Suffice to say that government personnel trying to identify their agency’s crown jewels may or may not end up referencing the same resources. As a result, one agency’s “crown jewels” may not be comparable with another’s. Perhaps worse yet, an agency may misidentify their own crown jewels.
It’s a good first step
Assuming that personnel avoid referencing the wrong resources, what are the odds they’ll accurately identify their agency’s crown jewels? The good news is that FIPS 199 and NIST 800-60v1 & v2 appear to be well-designed to help agencies determine at a high level whether the information they handle is likely to have high, medium, or low loss implications for confidentiality, integrity, and availability cybersecurity scenarios. That said, a few concerns come to mind:
- High, medium, and low aren’t well-defined. As is usually the case with qualitative scales, a lot is left to the imagination and biases of whoever is using the scale.

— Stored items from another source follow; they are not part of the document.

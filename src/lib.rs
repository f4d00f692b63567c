//! Taskdeck: a terminal task tracker.
//!
//! Users create tasks, move them through a fixed lifecycle of statuses, and
//! browse them through filtered, sorted views backed by a `SQLite` file.
//!
//! # Architecture
//!
//! Taskdeck follows hexagonal architecture principles:
//!
//! - **Domain**: Pure business logic with no infrastructure dependencies
//! - **Ports**: Abstract trait interfaces for external interactions
//! - **Adapters**: Concrete implementations of ports (`SQLite`, in-memory)
//!
//! # Modules
//!
//! - [`task`]: Task model, persistence, projection, and session
//! - [`config`]: Layered runtime configuration
//! - [`tui`]: Terminal front end driving a session

pub mod config;
pub mod task;
pub mod tui;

- The suggested assignments of high, medium, and low to most information categories (e.g., information related to Foreign Affairs) generally passes an intuitive litmus test of reasonableness, but there were some that left me wondering (e.g., information related to Intellectual Property Protection was rated low for confidentiality, integrity, and availability). There may be good reasons for those ratings, but the rationale aren’t fully fleshed out for many categories.
- They don’t distinguish between the value and liability of one record versus many records. In other words, a system containing a single sensitive record of a certain impact category isn’t explicitly recognized as different in importance from a system with many such records. Certainly, a cybersecurity professional might intuitively recognize that a difference exists, but without guidance on where or how to draw the line there will undoubtedly be significant inconsistencies in how crown jewels are identified. Given the risk averse nature of most cybersecurity professionals, it’s easy to imagine that many low-volume systems would be rated equal to high-volume systems, “just to be safe.”
- Significant latitude appears to be given to agency management to vary from the suggested severity categories. For example, the NIST reference might say that, given an agency’s mission type, data sensitivity to integrity loss is low, but an executive can choose to categorize their information at a higher level. Why would an executive do this? Well, if resource allocations are tied to information sensitivity categories, and if they don’t want their cybersecurity budget cut… Yes, there is supposedly a review stage in the process, but the question is how closely exceptions given limited review resources.
The bottom line…
If the government wants to succeed at cost-effectively allocating attention and resources to protecting our most critical information assets, a couple of things need to happen:
- It needs to provide clear guidance on how to identify crown jewels, and
- Once the crown jewels are identified, it needs to leverage an effective risk analysis model to understand the true significance of any control shortfalls and their remediation options.
Despite the concerns I outlined, current resources (the right ones) represent a decent starting point for identifying crown jewels. The second step can be fulfilled by having qualified personnel use a well-established non-proprietary risk analysis model like Factor Analysis of Information Risk (FAIR). This question of what makes someone “qualified” to do risk analysis will be the topic of a future article.